Sunday, May 26, 2013

Original Prompt 1, Week 3



“After my father’s death, I knock/ on my mother’s door,/ me four feet tall, red leather purse in hand,/ fingers soft as bread/ and tell her I am headed to a nunnery.”
“Nineteen, wandering in the Himalayas, at a monastery/ in the clouds, I had just drunk the water/ from a stream hoping to get sick, sitting/ at the feet of a monk/ whose skin I groped the night before”
from Adrie Kusserow, “Hunting Down the Monk”

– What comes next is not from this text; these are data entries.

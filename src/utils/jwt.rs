use chrono::{Duration, Utc};
use jsonwebtoken::{Algorithm, DecodingKey, EncodingKey, Header, Validation, decode, encode};
use serde::{Deserialize, Serialize};
use std::env;

/// Durée de vie d'un token de session
pub const TOKEN_VALIDITY_HOURS: i64 = 24;

#[derive(Debug, Serialize, Deserialize)]
pub struct Claims {
    pub sub: i32,        // user_id
    pub username: String,
    #[serde(default)]
    pub is_staff: bool,
    pub exp: i64,        // expiration timestamp
}

/// Récupère la clé secrète JWT depuis les variables d'environnement
fn get_jwt_secret() -> String {
    env::var("JWT_SECRET").unwrap_or_else(|_| {
        tracing::warn!("JWT_SECRET not found in .env, using default (INSECURE)");
        "default-insecure-key-change-this".to_string()
    })
}

/// Génère un JWT token pour un utilisateur
pub fn generate_token(user_id: i32, username: &str, is_staff: bool) -> Result<String, String> {
    let expiration = Utc::now()
        .checked_add_signed(Duration::hours(TOKEN_VALIDITY_HOURS))
        .ok_or("Failed to calculate expiration")?
        .timestamp();

    let claims = Claims {
        sub: user_id,
        username: username.to_string(),
        is_staff,
        exp: expiration,
    };

    let secret = get_jwt_secret();

    encode(
        &Header::default(),
        &claims,
        &EncodingKey::from_secret(secret.as_ref()),
    )
    .map_err(|e| format!("Failed to generate token: {}", e))
}

/// Vérifie et décode un JWT token
pub fn verify_token(token: &str) -> Result<Claims, String> {
    let secret = get_jwt_secret();

    decode::<Claims>(
        token,
        &DecodingKey::from_secret(secret.as_ref()),
        &Validation::new(Algorithm::HS256),
    )
    .map(|data| data.claims)
    .map_err(|e| format!("Invalid token: {}", e))
}

#[cfg(test)]
mod tests {
    use super::*;

    #[test]
    fn test_generate_and_verify_token() {
        let token = generate_token(123, "amina", true).unwrap();
        let claims = verify_token(&token).unwrap();

        assert_eq!(claims.sub, 123);
        assert_eq!(claims.username, "amina");
        assert!(claims.is_staff);
    }

    #[test]
    fn test_invalid_token() {
        assert!(verify_token("invalid.token.here").is_err());
    }
}
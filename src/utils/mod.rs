pub mod jwt;
pub mod password;
pub mod slug;
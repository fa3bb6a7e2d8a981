// ============================================================================
// MODÈLE : EMAIL VERIFICATION TOKENS
// ============================================================================
//
// Description:
//   Tokens de vérification d'email émis à l'inscription.
//
// Colonnes de la table email_verification_tokens:
//   - id (INTEGER, PRIMARY KEY, SERIAL)
//   - user_id (INTEGER, NOT NULL, FK vers users)
//   - token (UUID, UNIQUE, NOT NULL) - UUID v4
//   - email (VARCHAR, NOT NULL) - adresse vérifiée au moment de l'émission
//   - expires_at (TIMESTAMPTZ, NOT NULL) - created_at + 24 heures
//   - used (BOOLEAN, DEFAULT FALSE, NOT NULL)
//   - created_at (TIMESTAMPTZ, NOT NULL)
//
// Workflow:
//   1. User s'inscrit via POST /api/auth/register
//   2. Backend crée le user avec is_active = false + son profil
//   3. Backend supprime les anciens tokens non utilisés, en génère un nouveau
//   4. Backend envoie l'email "verification" avec le lien
//   5. Frontend appelle GET /api/auth/verify-email?token=xxx
//   6. Backend vérifie: token existe, not expired, not used
//   7. Backend active le user, marque le profil vérifié, token used = true
//
// Points d'attention:
//   - Un token ne peut être utilisé qu'une fois (used = true)
//   - Token expiré => supprimé lors de la tentative
//   - ON DELETE CASCADE: si user supprimé, tokens supprimés aussi
//
// ============================================================================

use chrono::{Duration, Utc};
use sea_orm::entity::prelude::*;
use serde::{Deserialize, Serialize};

/// Durée de validité d'un token de vérification
pub const VALIDITY_HOURS: i64 = 24;

#[derive(Clone, Debug, PartialEq, DeriveEntityModel, Serialize, Deserialize)]
#[sea_orm(table_name = "email_verification_tokens")]
pub struct Model {
    #[sea_orm(primary_key)]
    pub id: i32,

    pub user_id: i32,

    #[sea_orm(unique)]
    pub token: Uuid,

    pub email: String,

    pub expires_at: DateTimeUtc,

    pub used: bool,

    pub created_at: DateTimeUtc,
}

impl Model {
    pub fn is_expired(&self) -> bool {
        Utc::now() > self.expires_at
    }
}

/// Date d'expiration d'un token créé maintenant
pub fn expiry_from_now() -> DateTimeUtc {
    Utc::now() + Duration::hours(VALIDITY_HOURS)
}

#[derive(Copy, Clone, Debug, EnumIter, DeriveRelation)]
pub enum Relation {
    #[sea_orm(
        belongs_to = "super::users::Entity",
        from = "Column::UserId",
        to = "super::users::Column::Id",
        on_delete = "Cascade"
    )]
    User,
}

impl Related<super::users::Entity> for Entity {
    fn to() -> RelationDef {
        Relation::User.def()
    }
}

impl ActiveModelBehavior for ActiveModel {}
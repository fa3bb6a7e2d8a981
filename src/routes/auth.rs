use actix_web::{get, post, web, HttpResponse};
use sea_orm::DatabaseConnection;
use validator::Validate;

use crate::error::AppError;
use crate::middleware::AuthUser;
use crate::models::dto::{
    ChangePasswordRequest, ForgotPasswordRequest, LoginRequest, RegisterRequest,
    RegisteredResponse, ResendVerificationRequest, ResetPasswordRequest, VerifyEmailQuery,
};
use crate::services::auth_service::{
    AuthService, RESET_REQUESTED_MESSAGE, VERIFICATION_RESENT_MESSAGE,
};
use crate::services::email_service::EmailService;

/// POST /auth/register - Créer un compte (PUBLIC), inactif jusqu'à vérification
#[post("/register")]
pub async fn register(
    body: web::Json<RegisterRequest>,
    db: web::Data<DatabaseConnection>,
    emails: web::Data<EmailService>,
) -> Result<HttpResponse, AppError> {
    let user = AuthService::register(db.get_ref(), emails.get_ref(), &body).await?;

    Ok(HttpResponse::Created().json(RegisteredResponse {
        user_id: user.id,
        username: user.username,
        email: user.email,
        message: "Account created. Please check your email to verify your account.".to_string(),
    }))
}

/// POST /auth/login - Se connecter (PUBLIC)
#[post("/login")]
pub async fn login(
    body: web::Json<LoginRequest>,
    db: web::Data<DatabaseConnection>,
) -> Result<HttpResponse, AppError> {
    let response = AuthService::login(db.get_ref(), &body).await?;
    Ok(HttpResponse::Ok().json(response))
}

/// GET /auth/me - Vérifier le token (PROTÉGÉE)
#[get("/me")]
pub async fn me(
    auth_user: AuthUser,
    db: web::Data<DatabaseConnection>,
) -> Result<HttpResponse, AppError> {
    let response = AuthService::me(db.get_ref(), &auth_user).await?;
    Ok(HttpResponse::Ok().json(response))
}

/// POST /auth/change-password - Changer son mot de passe (PROTÉGÉE)
#[post("/change-password")]
pub async fn change_password(
    auth_user: AuthUser,
    body: web::Json<ChangePasswordRequest>,
    db: web::Data<DatabaseConnection>,
) -> Result<HttpResponse, AppError> {
    AuthService::change_password(db.get_ref(), auth_user.user_id, &body).await?;

    Ok(HttpResponse::Ok().json(serde_json::json!({
        "success": true,
        "message": "Password changed successfully"
    })))
}

/// GET /auth/verify-email?token=... - Lien envoyé par email
#[get("/verify-email")]
pub async fn verify_email(
    query: web::Query<VerifyEmailQuery>,
    db: web::Data<DatabaseConnection>,
    emails: web::Data<EmailService>,
) -> Result<HttpResponse, AppError> {
    let user = AuthService::verify_email(db.get_ref(), emails.get_ref(), query.token).await?;

    Ok(HttpResponse::Ok().json(serde_json::json!({
        "success": true,
        "username": user.username,
        "message": "Your email has been verified. You can now log in."
    })))
}

#[post("/resend-verification")]
pub async fn resend_verification(
    body: web::Json<ResendVerificationRequest>,
    db: web::Data<DatabaseConnection>,
    emails: web::Data<EmailService>,
) -> Result<HttpResponse, AppError> {
    body.validate()?;
    AuthService::resend_verification(db.get_ref(), emails.get_ref(), &body.email).await?;

    Ok(HttpResponse::Ok().json(serde_json::json!({
        "message": VERIFICATION_RESENT_MESSAGE
    })))
}

#[post("/forgot-password")]
pub async fn forgot_password(
    body: web::Json<ForgotPasswordRequest>,
    db: web::Data<DatabaseConnection>,
    emails: web::Data<EmailService>,
) -> Result<HttpResponse, AppError> {
    body.validate()?;
    AuthService::forgot_password(db.get_ref(), emails.get_ref(), &body.email).await?;

    Ok(HttpResponse::Ok().json(serde_json::json!({
        "message": RESET_REQUESTED_MESSAGE
    })))
}

#[post("/reset-password")]
pub async fn reset_password(
    body: web::Json<ResetPasswordRequest>,
    db: web::Data<DatabaseConnection>,
) -> Result<HttpResponse, AppError> {
    AuthService::reset_password(db.get_ref(), &body).await?;

    Ok(HttpResponse::Ok().json(serde_json::json!({
        "success": true,
        "message": "Your password has been reset. You can now log in."
    })))
}

pub fn auth_routes(cfg: &mut web::ServiceConfig) {
    cfg.service(
        web::scope("/auth")
            .service(register)
            .service(login)
            .service(me)
            .service(change_password)
            .service(verify_email)
            .service(resend_verification)
            .service(forgot_password)
            .service(reset_password)
    );
}
use serde::Serialize;
use chrono::{DateTime, Utc};

#[derive(Serialize)]
pub struct HealthResponse {
    pub status: String,
    pub database: String,
    pub time: DateTime<Utc>,
}
// Configuration lue depuis l'environnement (.env chargé par dotenv dans main)

use std::env;
use std::net::IpAddr;
use thiserror::Error;

#[derive(Debug, Error)]
pub enum ConfigError {
    #[error("{0} must be set in .env file")]
    Missing(&'static str),

    #[error("Failed to parse {key}: {value}")]
    Invalid { key: &'static str, value: String },
}

#[derive(Debug, Clone)]
pub struct AppConfig {
    pub database_url: String,
    pub host: IpAddr,
    pub port: u16,
    pub site_url: String,
    pub site_name: String,
    pub default_from_email: String,
    /// Relais HTTP d'envoi des emails ; absent => emails seulement loggés
    pub mail_relay_url: Option<String>,
    /// Signataire "Course Director" des certificats
    pub course_director: String,
}

impl AppConfig {
    pub fn from_env() -> Result<Self, ConfigError> {
        Self::from_lookup(|key| env::var(key).ok())
    }

    /// Construit la config depuis une fonction de lecture (testable sans
    /// toucher aux variables d'environnement du process)
    pub fn from_lookup<F>(lookup: F) -> Result<Self, ConfigError>
    where
        F: Fn(&str) -> Option<String>,
    {
        let database_url = lookup("DATABASE_URL").ok_or(ConfigError::Missing("DATABASE_URL"))?;

        let host_raw = lookup("SERVER_HOST").unwrap_or_else(|| "127.0.0.1".to_string());
        let host = host_raw.parse::<IpAddr>().map_err(|_| ConfigError::Invalid {
            key: "SERVER_HOST",
            value: host_raw.clone(),
        })?;

        let port_raw = lookup("SERVER_PORT").unwrap_or_else(|| "8080".to_string());
        let port = port_raw.parse::<u16>().map_err(|_| ConfigError::Invalid {
            key: "SERVER_PORT",
            value: port_raw.clone(),
        })?;

        let site_url = lookup("SITE_URL")
            .unwrap_or_else(|| "https://lumdataacademy.org".to_string())
            .trim_end_matches('/')
            .to_string();

        Ok(AppConfig {
            database_url,
            host,
            port,
            site_url,
            site_name: lookup("SITE_NAME").unwrap_or_else(|| "LUM Data Academy".to_string()),
            default_from_email: lookup("DEFAULT_FROM_EMAIL")
                .unwrap_or_else(|| "noreply@lumdataacademy.org".to_string()),
            mail_relay_url: lookup("MAIL_RELAY_URL").filter(|url| !url.trim().is_empty()),
            course_director: lookup("COURSE_DIRECTOR").unwrap_or_else(|| "David Joel".to_string()),
        })
    }
}

#[cfg(test)]
mod tests {
    use super::*;
    use std::collections::HashMap;

    fn lookup(vars: &[(&str, &str)]) -> impl Fn(&str) -> Option<String> {
        let map: HashMap<String, String> = vars
            .iter()
            .map(|(k, v)| (k.to_string(), v.to_string()))
            .collect();
        move |key| map.get(key).cloned()
    }

    #[test]
    fn test_defaults() {
        let config = AppConfig::from_lookup(lookup(&[("DATABASE_URL", "postgres://localhost/lum")]))
            .unwrap();

        assert_eq!(config.port, 8080);
        assert_eq!(config.host.to_string(), "127.0.0.1");
        assert_eq!(config.site_url, "https://lumdataacademy.org");
        assert_eq!(config.site_name, "LUM Data Academy");
        assert!(config.mail_relay_url.is_none());
    }

    #[test]
    fn test_missing_database_url() {
        let err = AppConfig::from_lookup(lookup(&[])).unwrap_err();
        assert!(matches!(err, ConfigError::Missing("DATABASE_URL")));
    }

    #[test]
    fn test_invalid_port() {
        let err = AppConfig::from_lookup(lookup(&[
            ("DATABASE_URL", "postgres://localhost/lum"),
            ("SERVER_PORT", "eighty"),
        ]))
        .unwrap_err();
        assert!(matches!(err, ConfigError::Invalid { key: "SERVER_PORT", .. }));
    }

    #[test]
    fn test_site_url_trailing_slash_and_blank_relay() {
        let config = AppConfig::from_lookup(lookup(&[
            ("DATABASE_URL", "postgres://localhost/lum"),
            ("SITE_URL", "https://academy.example/"),
            ("MAIL_RELAY_URL", "  "),
        ]))
        .unwrap();
        assert_eq!(config.site_url, "https://academy.example");
        assert!(config.mail_relay_url.is_none());
    }
}
// ============================================================================
// SERVICE : COMPTES
// ============================================================================
//
// Description:
//   Inscription, vérification email, connexion, mots de passe.
//
// Workflow inscription:
//   1. register       : user INACTIF + profil (hook explicite) + token 24h
//   2. email "verification" avec le lien /api/auth/verify-email?token=...
//   3. verify_email   : active le user, profil vérifié, email "welcome"
//   4. login          : 403 tant que le compte n'est pas activé
//
// Points d'attention:
//   - forgot_password / resend_verification répondent toujours la même
//     chose : on ne révèle pas si un email a un compte
//   - Un token expiré est supprimé à la première tentative d'utilisation
//   - Inscription "guest" (depuis la page d'un cours) : compte activé tout
//     de suite, JWT renvoyé pour enchaîner sur l'inscription au cours
//
// ============================================================================

use chrono::Utc;
use sea_orm::*;
use uuid::Uuid;
use validator::Validate;

use crate::error::AppError;
use crate::middleware::AuthUser;
use crate::models::dto::{
    AuthResponse, ChangePasswordRequest, LoginRequest, MeResponse, RegisterRequest,
    ResetPasswordRequest,
};
use crate::models::user_profiles::{self, Role};
use crate::models::{email_verification_tokens, password_reset_tokens, users};
use crate::services::course_service::CourseService;
use crate::services::email_service::EmailService;
use crate::utils::{jwt, password};

pub const MAX_USERNAME_LENGTH: usize = 25;

/// Message unique de forgot-password, que l'email existe ou non
pub const RESET_REQUESTED_MESSAGE: &str =
    "If an account with this email exists, password reset instructions have been sent.";
pub const VERIFICATION_RESENT_MESSAGE: &str =
    "If an unverified account with this email exists, a new verification link has been sent.";

pub struct AuthService;
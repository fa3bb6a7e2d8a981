// ============================================================================
// MODÈLE : PASSWORD RESET TOKENS
// ============================================================================
//
// Colonnes de la table password_reset_tokens:
//   - id (INTEGER, PRIMARY KEY, SERIAL)
//   - user_id (INTEGER, NOT NULL, FK vers users)
//   - token (UUID, UNIQUE, NOT NULL) - UUID v4
//   - expires_at (TIMESTAMPTZ, NOT NULL) - created_at + 1 heure
//   - used (BOOLEAN, DEFAULT FALSE, NOT NULL)
//   - created_at (TIMESTAMPTZ, NOT NULL)
//
// Workflow:
//   1. User demande reset via POST /api/auth/forgot-password
//   2. Backend génère un token UUID v4 (les anciens non utilisés sont supprimés)
//   3. Backend envoie l'email "password_reset" avec le lien
//   4. Frontend envoie POST /api/auth/reset-password avec token + nouveau password
//   5. Backend vérifie: token existe, not expired, not used
//   6. Backend change le password et met used = true
//
// Points d'attention:
//   - La réponse de forgot-password est identique que l'email existe ou non
//   - Token expire après 1 heure
//
// ============================================================================

use chrono::{Duration, Utc};
use sea_orm::entity::prelude::*;
use serde::{Deserialize, Serialize};

pub const VALIDITY_HOURS: i64 = 1;

#[derive(Clone, Debug, PartialEq, DeriveEntityModel, Serialize, Deserialize)]
#[sea_orm(table_name = "password_reset_tokens")]
pub struct Model {
    #[sea_orm(primary_key)]
    pub id: i32,

    pub user_id: i32,

    #[sea_orm(unique)]
    pub token: Uuid,

    pub expires_at: DateTimeUtc,

    pub used: bool,

    pub created_at: DateTimeUtc,
}

impl Model {
    pub fn is_expired(&self) -> bool {
        Utc::now() > self.expires_at
    }
}

pub fn expiry_from_now() -> DateTimeUtc {
    Utc::now() + Duration::hours(VALIDITY_HOURS)
}

#[derive(Copy, Clone, Debug, EnumIter, DeriveRelation)]
pub enum Relation {
    #[sea_orm(
        belongs_to = "super::users::Entity",
        from = "Column::UserId",
        to = "super::users::Column::Id",
        on_delete = "Cascade"
    )]
    User,
}

impl Related<super::users::Entity> for Entity {
    fn to() -> RelationDef {
        Relation::User.def()
    }
}

impl ActiveModelBehavior for ActiveModel {}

The year my mother’s brain lost itself in the heat, I marked the big stocky stone square in front of my school, erected to so-and-so and now, Megan. The bulky thing was scribbled all over, a fount of words to learn at eleven years old, and what was it, to add my name, just the first? And somehow they caught me, somehow I walked into the assistant principal’s office and burst into tears as the fat man serenaded me to “I Go to Pieces.” Twenty-two, wandering in Umbria, at the aqueduct that arches over Spoleto, linking cheap caffe corecto to the sacred mountain, I find myself in the city of spray paint, in the country of graffiti. Italy, where every ruin carries Latin in its soft mouth and the side streets wear “Hotboys” on brick slowly turning to dust. Even the aqueduct is full of words, claims of location and forever, and I have no desire to write on these monuments to ruined beauty. Climbing Montelucco, sharp stone pierces rubber. In the sacred forest, I let the rain strip my fingerprints from the bark. I brush my labored steps off the mountain as I descend. I don’t want to mark this city, want to return to my own spoiled cement unmarked, but Spoleto’s circled maze, its weed-ridden roofs, terra cotta molding to spotted sinking sun and sky, erects its aged, incorruptible elegance, its dome, its cranes, its lower city, all in my skull, bone collecting location and forever.